The hawthorn (Crataegus monogyna/ laevigata), which belongs to the rose family, has always been described in traditional herbalism as calming, stimulating blood circulation and dilating the blood vessels. The flowers, leaves and fruits are used. Especially in tea, the numerous plant substances contained, such as oligomeric proanthocyanidins, Crataegus lactone, tannins, saponins, minerals and essential oils, are released.
Milk thistle herb
Milk thistle, also known as silver thistle, milk thistle or women's thistle, or popularly known as "herb of the liver", belongs to the genus of the composite plants and owes its name to the white speckling of its leaves. It contains a highly antioxidant mixture of ingredients known as silymarin, consisting of silibinin, silydianin and silychristin, of which silibinin is the main component.

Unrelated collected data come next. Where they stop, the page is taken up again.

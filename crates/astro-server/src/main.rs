//! astro-wealth HTTP Server
//!
//! Axum-based JSON API over the astro-engine: natal reports, insight
//! bundles, compatibility, cosmic weather and transits. Anything that is
//! not an API route is served from the static directory.

mod config;
mod handlers;
mod state;

use std::sync::Arc;

use axum::{
    Router,
    routing::{get, post},
};
use tower_http::{
    cors::{Any, CorsLayer},
    services::ServeDir,
    trace::TraceLayer,
};
use tracing_subscriber::{layer::SubscriberExt, util::SubscriberInitExt};

use astro_engine::{InsightEngine, MarketFeed, StaticMarketFeed};

use crate::config::ServerConfig;
use crate::handlers::{
    compatibility_handler, cosmic_weather_handler, health_check, insight_handler, natal_handler,
    transits_handler,
};
use crate::state::AppState;

#[tokio::main]
async fn main() -> anyhow::Result<()> {
    // Initialize tracing
    tracing_subscriber::registry()
        .with(tracing_subscriber::EnvFilter::new(
            std::env::var("RUST_LOG").unwrap_or_else(|_| "info,tower_http=debug".into()),
        ))
        .with(tracing_subscriber::fmt::layer())
        .init();

    // Load environment
    dotenvy::dotenv().ok();
    let config = ServerConfig::from_env()?;

    let feed = match &config.market_snapshot {
        Some(path) => {
            let raw = std::fs::read_to_string(path)?;
            tracing::info!("✓ Market snapshot loaded from {}", path.display());
            StaticMarketFeed::try_from(raw.as_str())?
        }
        None => StaticMarketFeed::new(),
    };
    let market: Arc<dyn MarketFeed> = Arc::new(feed);
    match config.market_trend {
        Some(trend) => tracing::info!("✓ Market trend forced to {}", trend),
        None => tracing::info!("✓ Market context from {} feed", market.name()),
    }

    let state = AppState {
        market,
        insight: InsightEngine::new(),
        config: Arc::new(config.clone()),
    };

    // CORS configuration
    let cors = CorsLayer::new()
        .allow_origin(Any)
        .allow_methods(Any)
        .allow_headers(Any);

    // Build router
    let app = Router::new()
        .route("/health", get(health_check))
        .route("/api/natal", post(natal_handler))
        .route("/api/insight", post(insight_handler))
        .route("/api/compatibility", post(compatibility_handler))
        .route("/api/cosmic-weather", get(cosmic_weather_handler))
        .route("/api/transits", get(transits_handler))
        // Static frontend
        .fallback_service(ServeDir::new(&config.static_dir))
        .layer(cors)
        .layer(TraceLayer::new_for_http())
        .with_state(state);

    let listener = tokio::net::TcpListener::bind(&config.bind_addr).await?;

    tracing::info!("══════════════════════════════════════════════════");
    tracing::info!("🚀 astro-wealth server running on http://{}", config.bind_addr);
    tracing::info!("══════════════════════════════════════════════════");
    tracing::info!("Endpoints:");
    tracing::info!("  GET  /health                - Health check");
    tracing::info!("  POST /api/natal             - Natal report");
    tracing::info!("  POST /api/insight           - Natal report + insight bundle");
    tracing::info!("  POST /api/compatibility     - Sign compatibility");
    tracing::info!("  GET  /api/cosmic-weather    - Today's weather for ?sign=");
    tracing::info!("  GET  /api/transits          - Today's transits");
    tracing::info!("  Static files from {}", config.static_dir.display());

    axum::serve(listener, app).await?;

    Ok(())
}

Burdock (Arctium lappa L.) is a plant of the composite family and is characterised by its peculiar red to purple flowers with their spike-like bracts. Its roots are long and spindle-shaped. It is native to Europe, North America and northern Asia and grows mainly along roadsides. It was already a popular remedy among the ancient Greeks and in the herb gardens of Hildegard von Bingen and the priest Kneipp. With its variety of different active substances such as inulin, various fatty acids and tannins, phosphoric acids, valuable essential oils, bitter substances, phytosterols, sulphur-containing substances, caffeic acid derivatives and mucilage, it offers a wide range of applications. In addition, the characteristic burdock root lignans arctigenin and arctiin are the subject of current research.
The shrub-like growing rooibos (Aspalathus linearis) prefers the hot and dry climate of the South African mountain regions. Here, the small needle-shaped leaves of the rooibos are traditionally drunk as a tasty tea. Although this tea contains few tannins, it is particularly rich in minerals. The rooibos leaves develop their mild yet intense aroma and their typical reddish-brown colour during the fermentation process.
The wild pansy (Viola tricolor), also known as field violet, is often used in traditional herbalism to stimulate the metabolism. Especially during flowering, the above-ground parts of the plant (the flowering herb) are collected. These plant parts are particularly rich in so-called mucilages (galactose, arabinose, rhamnose), tannins, salicylic acid, phenolic carboxylic acids and flavonoids (quercetin, luteolin, rutin) as well as carotenoids (violaxanthin, antheraxanthin, lutein, zeaxanthin and beta-carotene).